학술논문
Identifying Medically-compromised Patients with Periodontitis-Associated Cardiovascular Diseases Using Convolutional Neural Network-facilitated Multilabel Classification of Panoramic Radiographs
Document Type
Conference
Author
Source
2021 International Conference on Applied Artificial Intelligence (ICAPAI) Applied Artificial Intelligence (ICAPAI), 2021 International Conference on. :1-4 May, 2021
Subject
Language
Abstract
The bidirectional relationship between periodontitis and atherosclerotic cardiovascular disease (ASCVD) has been demonstrated in cohort studies. In this study, we applied computer vision (CV)-based algorithms and convolutional neural networks (CNNs) to identify periodontitis-associated ASCVD through panoramic radiographs. 432 radiographs were balancedly collected at a medical center, from patients with both ASCVD and periodontitis, with only periodontitis, with only ASCVD, and without either ASCVD or periodontitis. The panoramic radiographs were first segmented with U-Net as original images without any segmentation, images with only the maxilla, images without teeth, images with only the mandible, and images with only teeth. Then, CV-based algorithms for average brightness histogram analysis and CNN-based multi-label classification were parallelly used to recognize two labels, ASCVD and periodontitis.
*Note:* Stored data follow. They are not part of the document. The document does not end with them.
use crate::{FeatureSetActivation, JsonSchemaProps, MarkerArgs, MarkerError};
use serde::Serialize;

/// `+shapeguard:validation:FeatureSetAwareEnum:featureSet=<a>;<b>,enum=<v1>;<v2>`
pub const FEATURE_SET_ENUM_MARKER: &str = "shapeguard:validation:FeatureSetAwareEnum";

/// An enum constraint that only exists while one of its feature sets is active.
#[derive(Clone, Debug, PartialEq, Eq)]
pub struct FeatureSetEnum<T = String> {
    pub feature_sets: Vec<String>,
    pub values: Vec<T>,
}

impl FeatureSetEnum<String> {
    pub fn from_args(args: &MarkerArgs) -> Result<Self, MarkerError> {
        Ok(Self {
            feature_sets: args
                .require(FEATURE_SET_ENUM_MARKER, "featureSet")?
                .to_vec(),
            values: args.require(FEATURE_SET_ENUM_MARKER, "enum")?.to_vec(),
        })
    }
}

impl<T: Serialize> FeatureSetEnum<T> {
    /// Replace the schema's enum with `values` when a named feature set is active.
    ///
    /// With no active feature set the schema is left exactly as it was. Values are encoded
    /// one at a time; the first encoding failure aborts and leaves the schema untouched.
    pub fn apply_to_schema(
        &self,
        active: &FeatureSetActivation,
        schema: &mut JsonSchemaProps,
    ) -> Result<(), MarkerError> {
        if !active.contains_any(&self.feature_sets) {
            return Ok(());
        }

        let mut literals = Vec::with_capacity(self.values.len());
        for value in &self.values {
            let literal = serde_json::to_value(value).map_err(|source| MarkerError::Encode {
                marker: FEATURE_SET_ENUM_MARKER.to_string(),
                source,
            })?;
            literals.push(literal);
        }
        schema.enum_values = Some(literals);
        Ok(())
    }
}
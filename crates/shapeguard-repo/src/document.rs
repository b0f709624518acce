//! On-disk `types.json` documents and their mapping onto the domain model.

use crate::ProviderError;
use serde::Deserialize;
use shapeguard_domain::model::{DeclaredType, Field, PackageModel, Resolution, TypeKind};
use shapeguard_types::{Location, SourcePath};
use std::collections::BTreeSet;

#[derive(Debug, Deserialize)]
pub(crate) struct PackageDocument {
    pub package: String,
    #[serde(default)]
    pub types: Vec<TypeDocument>,
}

#[derive(Debug, Deserialize)]
#[serde(rename_all = "lowercase")]
pub(crate) enum KindDocument {
    Struct,
    #[serde(other)]
    Other,
}

#[derive(Debug, Deserialize)]
pub(crate) struct TypeDocument {
    pub name: String,
    pub kind: KindDocument,
    #[serde(default)]
    pub file: Option<String>,
    #[serde(default)]
    pub line: Option<u32>,
    #[serde(default)]
    pub fields: Vec<FieldDocument>,
}

#[derive(Debug, Deserialize)]
pub(crate) struct FieldDocument {
    pub name: String,
    #[serde(rename = "type")]
    pub type_signature: String,
    #[serde(default)]
    pub tag: Option<String>,
    #[serde(default)]
    pub line: Option<u32>,
    #[serde(default)]
    pub embedded: bool,
    #[serde(default = "resolved_by_default")]
    pub resolved: bool,
    #[serde(default)]
    pub markers: Vec<String>,
}

fn resolved_by_default() -> bool {
    true
}

/// Parse one package document. Never panics on arbitrary input.
pub(crate) fn parse_package(requested: &str, text: &str) -> Result<PackageModel, ProviderError> {
    let doc: PackageDocument =
        serde_json::from_str(text).map_err(|source| ProviderError::Malformed {
            package: requested.to_string(),
            source,
        })?;

    if doc.package != requested {
        return Err(ProviderError::PackageMismatch {
            requested: requested.to_string(),
            found: doc.package,
        });
    }

    let invalid = |reason: String| ProviderError::InvalidDocument {
        package: doc.package.clone(),
        reason,
    };
    let dir = SourcePath::new(&doc.package);
    let mut type_names = BTreeSet::new();
    let mut types = Vec::with_capacity(doc.types.len());

    for ty in doc.types {
        if ty.name.is_empty() {
            return Err(invalid("type with an empty name".to_string()));
        }
        if !type_names.insert(ty.name.clone()) {
            return Err(invalid(format!("type {} is declared twice", ty.name)));
        }

        let file = ty.file.as_deref().map(|f| dir.join(f));
        let location_at = |line: Option<u32>| {
            file.as_ref().map(|path| Location {
                path: path.clone(),
                line,
            })
        };

        let mut field_names = BTreeSet::new();
        let mut fields = Vec::with_capacity(ty.fields.len());
        for f in ty.fields {
            if f.name.is_empty() {
                return Err(invalid(format!("type {}: field with an empty name", ty.name)));
            }
            if !field_names.insert(f.name.clone()) {
                return Err(invalid(format!(
                    "type {}: field {} is declared twice",
                    ty.name, f.name
                )));
            }
            fields.push(Field {
                location: location_at(f.line),
                name: f.name,
                type_signature: f.type_signature,
                tag: f.tag,
                embedded: f.embedded,
                resolution: if f.resolved {
                    Resolution::Full
                } else {
                    Resolution::Partial
                },
                markers: f.markers,
            });
        }

        types.push(DeclaredType {
            package: doc.package.clone(),
            location: location_at(ty.line),
            name: ty.name,
            kind: match ty.kind {
                KindDocument::Struct => TypeKind::Struct,
                KindDocument::Other => TypeKind::Other,
            },
            fields,
        });
    }

    Ok(PackageModel {
        path: doc.package,
        types,
    })
}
The multi-label classification task was executed with hyperparemeters including adam and binary cross-entropy. Compared to average brightness analysis, the accuracy of multi-label classification for the two labels was satisfying, with the F2 score and recall being 0.90 and 0.93 for original images, respectively. In conclusion, multi-label classification incorporating CNN could better recognize not only periodontitis but ASCVD. Moreover, maxilla played a key role in providing information for classification, which was in line with domain knowledge regarding how ASCVD may involve the head and neck area.